(Records from a data collection)
^^^^
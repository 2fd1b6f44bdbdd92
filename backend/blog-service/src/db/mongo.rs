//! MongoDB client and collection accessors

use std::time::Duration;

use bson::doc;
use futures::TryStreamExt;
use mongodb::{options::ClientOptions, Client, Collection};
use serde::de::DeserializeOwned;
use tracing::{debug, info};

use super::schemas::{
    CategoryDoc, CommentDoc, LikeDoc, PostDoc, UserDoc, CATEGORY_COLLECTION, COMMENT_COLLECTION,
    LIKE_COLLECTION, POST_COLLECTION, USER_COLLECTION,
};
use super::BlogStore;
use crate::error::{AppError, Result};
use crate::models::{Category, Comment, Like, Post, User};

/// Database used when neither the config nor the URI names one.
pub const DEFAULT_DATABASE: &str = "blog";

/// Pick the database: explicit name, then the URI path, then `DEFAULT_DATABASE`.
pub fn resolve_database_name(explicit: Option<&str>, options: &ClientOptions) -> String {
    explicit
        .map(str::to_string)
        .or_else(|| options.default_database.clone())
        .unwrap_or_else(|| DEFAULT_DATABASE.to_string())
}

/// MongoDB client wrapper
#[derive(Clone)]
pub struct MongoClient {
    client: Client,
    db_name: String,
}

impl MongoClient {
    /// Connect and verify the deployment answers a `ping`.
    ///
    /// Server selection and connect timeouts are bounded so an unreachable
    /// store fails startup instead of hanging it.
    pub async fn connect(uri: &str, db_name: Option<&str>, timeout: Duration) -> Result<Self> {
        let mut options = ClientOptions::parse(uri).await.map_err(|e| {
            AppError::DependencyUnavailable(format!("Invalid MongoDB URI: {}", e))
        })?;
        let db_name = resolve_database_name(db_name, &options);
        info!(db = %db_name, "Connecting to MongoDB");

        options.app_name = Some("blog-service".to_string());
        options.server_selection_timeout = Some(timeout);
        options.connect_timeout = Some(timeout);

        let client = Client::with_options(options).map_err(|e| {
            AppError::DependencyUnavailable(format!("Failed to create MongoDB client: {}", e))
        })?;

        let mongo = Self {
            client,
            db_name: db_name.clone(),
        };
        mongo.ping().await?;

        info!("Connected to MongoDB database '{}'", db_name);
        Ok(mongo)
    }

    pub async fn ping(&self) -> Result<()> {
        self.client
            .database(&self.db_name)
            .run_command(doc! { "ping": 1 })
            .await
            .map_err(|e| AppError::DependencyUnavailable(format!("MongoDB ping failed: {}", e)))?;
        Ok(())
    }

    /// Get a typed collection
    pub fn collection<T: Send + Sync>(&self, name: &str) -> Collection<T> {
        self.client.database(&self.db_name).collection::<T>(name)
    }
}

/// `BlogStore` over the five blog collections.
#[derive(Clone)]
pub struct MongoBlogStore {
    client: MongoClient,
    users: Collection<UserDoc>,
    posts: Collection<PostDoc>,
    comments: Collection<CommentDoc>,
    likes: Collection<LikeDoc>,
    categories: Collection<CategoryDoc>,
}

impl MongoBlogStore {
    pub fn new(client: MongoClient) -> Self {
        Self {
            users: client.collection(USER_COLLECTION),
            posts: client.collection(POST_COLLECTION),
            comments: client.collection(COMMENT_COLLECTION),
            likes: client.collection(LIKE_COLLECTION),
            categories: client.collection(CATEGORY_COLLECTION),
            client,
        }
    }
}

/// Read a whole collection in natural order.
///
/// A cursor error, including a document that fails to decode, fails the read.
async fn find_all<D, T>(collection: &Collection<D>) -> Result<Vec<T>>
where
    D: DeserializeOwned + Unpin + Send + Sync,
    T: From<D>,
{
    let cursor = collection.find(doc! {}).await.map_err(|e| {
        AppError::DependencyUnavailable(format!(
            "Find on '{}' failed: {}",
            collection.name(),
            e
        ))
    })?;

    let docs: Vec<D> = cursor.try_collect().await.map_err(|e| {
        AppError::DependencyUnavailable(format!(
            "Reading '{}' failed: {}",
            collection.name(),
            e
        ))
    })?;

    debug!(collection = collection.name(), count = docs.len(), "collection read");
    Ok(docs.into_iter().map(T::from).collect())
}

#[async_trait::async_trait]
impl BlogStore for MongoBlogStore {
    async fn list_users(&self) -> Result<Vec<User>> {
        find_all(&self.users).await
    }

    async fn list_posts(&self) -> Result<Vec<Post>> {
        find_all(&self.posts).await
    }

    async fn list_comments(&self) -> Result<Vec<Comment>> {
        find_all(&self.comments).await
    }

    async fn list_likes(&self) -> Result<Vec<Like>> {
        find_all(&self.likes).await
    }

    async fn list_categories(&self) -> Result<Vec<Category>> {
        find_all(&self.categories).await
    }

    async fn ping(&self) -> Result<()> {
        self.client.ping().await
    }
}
^^^^
### Exercise
Restate the full data above, keeping each word intact.

### Expected output
repository 2fd1b6f44bdbdd92
filename backend/blog-service/src/db/mongo.rs
//! MongoDB client and collection accessors

use std::time::Duration;

use bson::doc;
use futures::TryStreamExt;
use mongodb::{options::ClientOptions, Client, Collection};
use serde::de::DeserializeOwned;
use tracing::{debug, info};

use super::schemas::{
    CategoryDoc, CommentDoc, LikeDoc, PostDoc, UserDoc, CATEGORY_COLLECTION, COMMENT_COLLECTION,
    LIKE_COLLECTION, POST_COLLECTION, USER_COLLECTION,
};
use super::BlogStore;
use crate::error::{AppError, Result};
use crate::models::{Category, Comment, Like, Post, User};

/// Database used when neither the config nor the URI names one.
pub const DEFAULT_DATABASE: &str = "blog";

/// Pick the database: explicit name, then the URI path, then `DEFAULT_DATABASE`.
pub fn resolve_database_name(explicit: Option<&str>, options: &ClientOptions) -> String {
    explicit
        .map(str::to_string)
        .or_else(|| options.default_database.clone())
        .unwrap_or_else(|| DEFAULT_DATABASE.to_string())
}

/// MongoDB client wrapper
#[derive(Clone)]
pub struct MongoClient {
    client: Client,
    db_name: String,
}

impl MongoClient {
    /// Connect and verify the deployment answers a `ping`.
    ///
    /// Server selection and connect timeouts are bounded so an unreachable
    /// store fails startup instead of hanging it.
    pub async fn connect(uri: &str, db_name: Option<&str>, timeout: Duration) -> Result<Self> {
        let mut options = ClientOptions::parse(uri).await.map_err(|e| {
            AppError::DependencyUnavailable(format!("Invalid MongoDB URI: {}", e))
        })?;
        let db_name = resolve_database_name(db_name, &options);
        info!(db = %db_name, "Connecting to MongoDB");

        options.app_name = Some("blog-service".to_string());
        options.server_selection_timeout = Some(timeout);
        options.connect_timeout = Some(timeout);

        let client = Client::with_options(options).map_err(|e| {
            AppError::DependencyUnavailable(format!("Failed to create MongoDB client: {}", e))
        })?;

        let mongo = Self {
            client,
            db_name: db_name.clone(),
        };
        mongo.ping().await?;

        info!("Connected to MongoDB database '{}'", db_name);
        Ok(mongo)
    }

    pub async fn ping(&self) -> Result<()> {
        self.client
            .database(&self.db_name)
            .run_command(doc! { "ping": 1 })
            .await
            .map_err(|e| AppError::DependencyUnavailable(format!("MongoDB ping failed: {}", e)))?;
        Ok(())
    }

    /// Get a typed collection
    pub fn collection<T: Send + Sync>(&self, name: &str) -> Collection<T> {
        self.client.database(&self.db_name).collection::<T>(name)
    }
}

/// `BlogStore` over the five blog collections.
#[derive(Clone)]
pub struct MongoBlogStore {
    client: MongoClient,
    users: Collection<UserDoc>,
    posts: Collection<PostDoc>,
    comments: Collection<CommentDoc>,
    likes: Collection<LikeDoc>,
    categories: Collection<CategoryDoc>,
}

impl MongoBlogStore {
    pub fn new(client: MongoClient) -> Self {
        Self {
            users: client.collection(USER_COLLECTION),
            posts: client.collection(POST_COLLECTION),
            comments: client.collection(COMMENT_COLLECTION),
            likes: client.collection(LIKE_COLLECTION),
            categories: client.collection(CATEGORY_COLLECTION),
            client,
        }
    }
}

/// Read a whole collection in natural order.
///
/// A cursor error, including a document that fails to decode, fails the read.
async fn find_all<D, T>(collection: &Collection<D>) -> Result<Vec<T>>
where
    D: DeserializeOwned + Unpin + Send + Sync,
    T: From<D>,
{
    let cursor = collection.find(doc! {}).await.map_err(|e| {
        AppError::DependencyUnavailable(format!(
            "Find on '{}' failed: {}",
            collection.name(),
            e
        ))
    })?;

    let docs: Vec<D> = cursor.try_collect().await.map_err(|e| {
        AppError::DependencyUnavailable(format!(
            "Reading '{}' failed: {}",
            collection.name(),
            e
        ))
    })?;

    debug!(collection = collection.name(), count = docs.len(), "collection read");
    Ok(docs.into_iter().map(T::from).collect())
}

#[async_trait::async_trait]
impl BlogStore for MongoBlogStore {
    async fn list_users(&self) -> Result<Vec<User>> {
        find_all(&self.users).await
    }

    async fn list_posts(&self) -> Result<Vec<Post>> {
        find_all(&self.posts).await
    }

    async fn list_comments(&self) -> Result<Vec<Comment>> {
        find_all(&self.comments).await
    }

    async fn list_likes(&self) -> Result<Vec<Like>> {
        find_all(&self.likes).await
    }

    async fn list_categories(&self) -> Result<Vec<Category>> {
        find_all(&self.categories).await
    }

    async fn ping(&self) -> Result<()> {
        self.client.ping().await
    }
}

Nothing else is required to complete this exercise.